The Casper Network is a decentralized blockchain platform based on a Proof-of-Stake consensus algorithm called Highway. Having a unit of value is required to make this system work because users must pay for computation, and validators must have stake to bond. In the blockchain space, this unit of value is a token.

This chapter describes how we define tokens and how one can use them on the Casper platform.

Token Generation and Distribution

A blockchain system generally needs to have a supply of tokens available to pay for computation and reward validators for processing transactions on the network. A great deal of effort has been taken to ensure that no single individual or entity acquires more than 1% of the tokens from the onset.

In addition to the initial supply, the system will have a low rate of inflation, the results of which will be paid out to validators in the form of seigniorage.

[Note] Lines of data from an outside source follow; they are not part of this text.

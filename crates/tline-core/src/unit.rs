#![forbid(unsafe_code)]

//! Time granularity derived from pixels-per-unit.
//!
//! [`min_unit`] picks the finest unit whose cells would not be narrower than
//! the configured minimum cell width. The presentational layer uses it for
//! header labels and column lines; the host reports a change of unit as an
//! event.

use std::fmt;

use serde::{Deserialize, Serialize};

use crate::model::Millis;

/// Calendar unit, ordered from finest to coarsest.
#[derive(Debug, Clone, Copy, PartialEq, Eq, PartialOrd, Ord, Hash, Serialize, Deserialize)]
#[serde(rename_all = "snake_case")]
pub enum TimeUnit {
    Second,
    Minute,
    Hour,
    Day,
    Month,
    Year,
}

impl TimeUnit {
    /// All units, finest first.
    pub const ALL: [Self; 6] = [
        Self::Second,
        Self::Minute,
        Self::Hour,
        Self::Day,
        Self::Month,
        Self::Year,
    ];

    /// Factor from the previous (finer) unit; milliseconds for `Second`.
    #[must_use]
    pub const fn divider(self) -> f64 {
        match self {
            Self::Second => 1000.0,
            Self::Minute => 60.0,
            Self::Hour => 60.0,
            Self::Day => 24.0,
            Self::Month => 30.0,
            Self::Year => 12.0,
        }
    }

    /// Nominal length in milliseconds (months are 30 days, years 360).
    #[must_use]
    pub const fn nominal_millis(self) -> Millis {
        match self {
            Self::Second => 1_000,
            Self::Minute => 60_000,
            Self::Hour => 3_600_000,
            Self::Day => 86_400_000,
            Self::Month => 30 * 86_400_000,
            Self::Year => 360 * 86_400_000,
        }
    }

    #[must_use]
    pub const fn as_str(self) -> &'static str {
        match self {
            Self::Second => "second",
            Self::Minute => "minute",
            Self::Hour => "hour",
            Self::Day => "day",
            Self::Month => "month",
            Self::Year => "year",
        }
    }
}

impl fmt::Display for TimeUnit {
    fn fmt(&self, f: &mut fmt::Formatter<'_>) -> fmt::Result {
        f.write_str(self.as_str())
    }
}

/// Step multiplier per unit (e.g. `minute = 15` draws a column every 15
/// minutes). A zero step disables the minimum-cell-width check for that unit.
#[derive(Debug, Clone, Copy, PartialEq, Eq, Serialize, Deserialize)]
#[serde(default)]
pub struct TimeSteps {
    pub second: u32,
    pub minute: u32,
    pub hour: u32,
    pub day: u32,
    pub month: u32,
    pub year: u32,
}

impl Default for TimeSteps {
    fn default() -> Self {
        Self {
            second: 1,
            minute: 1,
            hour: 1,
            day: 1,
            month: 1,
            year: 1,
        }
    }
}

impl TimeSteps {
    #[must_use]
    pub const fn get(&self, unit: TimeUnit) -> u32 {
        match unit {
            TimeUnit::Second => self.second,
            TimeUnit::Minute => self.minute,
            TimeUnit::Hour => self.hour,
            TimeUnit::Day => self.day,
            TimeUnit::Month => self.month,
            TimeUnit::Year => self.year,
        }
    }
}

/// Finest unit whose cells are at least `min_cell_width` pixels wide when
/// `zoom` milliseconds span `width_px` pixels. Falls back to `Year`.
#[must_use]
pub fn min_unit(zoom: Millis, width_px: f64, steps: &TimeSteps, min_cell_width: f64) -> TimeUnit {
    let mut break_count = zoom as f64;
    for unit in TimeUnit::ALL {
        break_count /= unit.divider();
        let step = steps.get(unit);
        let cell_count = break_count / f64::from(step.max(1));
        let count_needed = width_px / if step > 0 { min_cell_width } else { 1.0 };
        if cell_count < count_needed {
            return unit;
        }
    }
    TimeUnit::Year
}

#[cfg(test)]
mod tests {
    use super::*;

    const HOUR: Millis = 3_600_000;
    const DAY: Millis = 24 * HOUR;

    #[test]
    fn one_hour_over_1000px_is_hour() {
        // 60 minute cells still fit (≥ 58.8 needed); a single hour cell does not.
        let unit = min_unit(HOUR, 1000.0, &TimeSteps::default(), 17.0);
        assert_eq!(unit, TimeUnit::Hour);
    }

    #[test]
    fn narrow_zoom_picks_seconds() {
        let unit = min_unit(10_000, 1000.0, &TimeSteps::default(), 17.0);
        assert_eq!(unit, TimeUnit::Second);
    }

    #[test]
    fn week_over_1000px_is_day() {
        let unit = min_unit(7 * DAY, 1000.0, &TimeSteps::default(), 17.0);
        assert_eq!(unit, TimeUnit::Day);
    }

    #[test]
    fn huge_zoom_falls_back_to_year() {
        let unit = min_unit(1_000 * 365 * DAY, 10.0, &TimeSteps::default(), 17.0);
        assert_eq!(unit, TimeUnit::Year);
    }

    #[test]
    fn step_multiplier_reduces_cell_count() {
        let plain = min_unit(2 * DAY, 1000.0, &TimeSteps::default(), 17.0);
        assert_eq!(plain, TimeUnit::Hour);
        let steps = TimeSteps {
            minute: 60,
            ..TimeSteps::default()
        };
        assert_eq!(min_unit(2 * DAY, 1000.0, &steps, 17.0), TimeUnit::Minute);
    }

    #[test]
    fn unit_order_is_finest_first() {
        assert!(TimeUnit::Second < TimeUnit::Minute);
        assert!(TimeUnit::Month < TimeUnit::Year);
        assert_eq!(TimeUnit::Day.to_string(), "day");
    }
}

The number of tokens used as a basis for calculating seigniorage is 10 billion.

Divisibility of Tokens

Typically, a token is divisible into some number of parts. We call the indivisible units which make up the CSPR token motes. Each CSPR is divisible into \(10^{9}\) motes. To avoid rounding errors, it is essential to always represent token balances in motes. In comparison, Ether is divisible into \(10^{18}\) parts called Wei.

Mints and Purses

A mint is a contract that can produce new motes of a particular type. We allow for multiple mote types (each of which would have its mint contract) because we anticipate the existence of a large ecosystem of different tokens, similar to the way Etherum works with ERC20 tokens. Casper will deploy a specific mint contract, and it will manage the CSPR utility token (used for paying for computation and bonding onto the network). The mint also maintains all the balances for its type of mote. Each balance is associated with a URef, which acts as a key to instruct the mint to perform actions on that balance (e.g., transfer motes). Informally, we will refer to these balances as purses and conceptually represent a container for motes. The URef is how a purse is referenced externally, outside the mint.

The AccessRights of the URefs permissions model determine what actions are allowed to be performed when using a URef associated with a purse.

As all URefs are unforgeable, so the only way to interact with a purse is for a URef with appropriate AccessRights to be given to the current context in a valid way (see URefs permissions for details).

The basic global state options map onto more standard monetary operations according to the table below:

Global State Action

Monetary Action


Deposit (i.e. transfer to)


Withdraw (i.e. transfer from)


Balance check

We will use these definitions throughout this chapter to describe the implementation and usage of tokens on the Casper system.

The mint Contract Interface

A valid mint contract exposes the following methods (recall that many mint implementations may exist, each corresponding to a different currency):

  • transfer(source: URef, target: URef, amount: Motes) -> TransferResult

    • source must have at least Write access rights, target must have at least Add access rights

    • TransferResult may be a success acknowledgment or an error in the case of invalid source or target or insufficient balance in the source purse

  • mint(amount: Motes) -> MintResult

    • MintResult either gives the created URef (with full access rights), which now has a balance equal to the given amount; or an error due to the minting of new motes not being allowed

    • In the Casper mint, only the system account can call mint, and it has no private key to produce valid cryptographic signatures, which means only the software itself can execute contracts in the context of the system account

  • create() -> URef

    • a convenience function for mint(0) which cannot fail because it is always allowed to create an empty purse

  • balance(purse: URef) -> Option<Motes>

    • purse must have at least Read access rights

    • BalanceResult either returns the number of motes held by the purse, or nothing if the URef is not valid

Using purse URefs

It is dangerous to pass a purse’s URef with Write permissions to a contract. A malicious contract may use that access to take more tokens than were intended or share that URef with another contract that was not meant to have that access. Therefore, if a contract requires a purse with Write permissions, it is always recommended to use a “payment purse” – a purse used for that single transaction and nothing else. This ensures that even if the URef becomes compromised, it does not contain any more funds than the user intended on giving.

let main_purse = contract_api::main_purse();
let payment_purse = contract_api::create_purse();

match contract_api::transfer_purse_to_purse(main_purse, payment_purse, payment_amount) {
    TransferResult::Success => contract_api::call_contract(contract_to_pay, payment_purse),
    _ => contract_api::revert(1),

To avoid this inconvenience, it is a better practice for application developers intending to accept payment on-chain to make a version of their own purse URef with Read access rights publicly available. This allows clients to pay via a transfer using their purse, without either party exposing Write access to any purse.

Purses and Accounts

All Accounts on the Casper system have a purse associated with the Casper system mint, which we call the main purse. However, for security reasons, the URef of the main purse is only available to code running in the context of that account (i.e. only in payment or session code). Therefore, the mint’s transfer method which accepts URefs is not the most convenient to use when transferring between account main purses. For this reason, Casper supplies a transfer_to_account function which takes the public key used to derive the identity key of the account. This function uses the mint transfer function with the current account’s main purse as the source and the main purse of the account at the provided key as the target.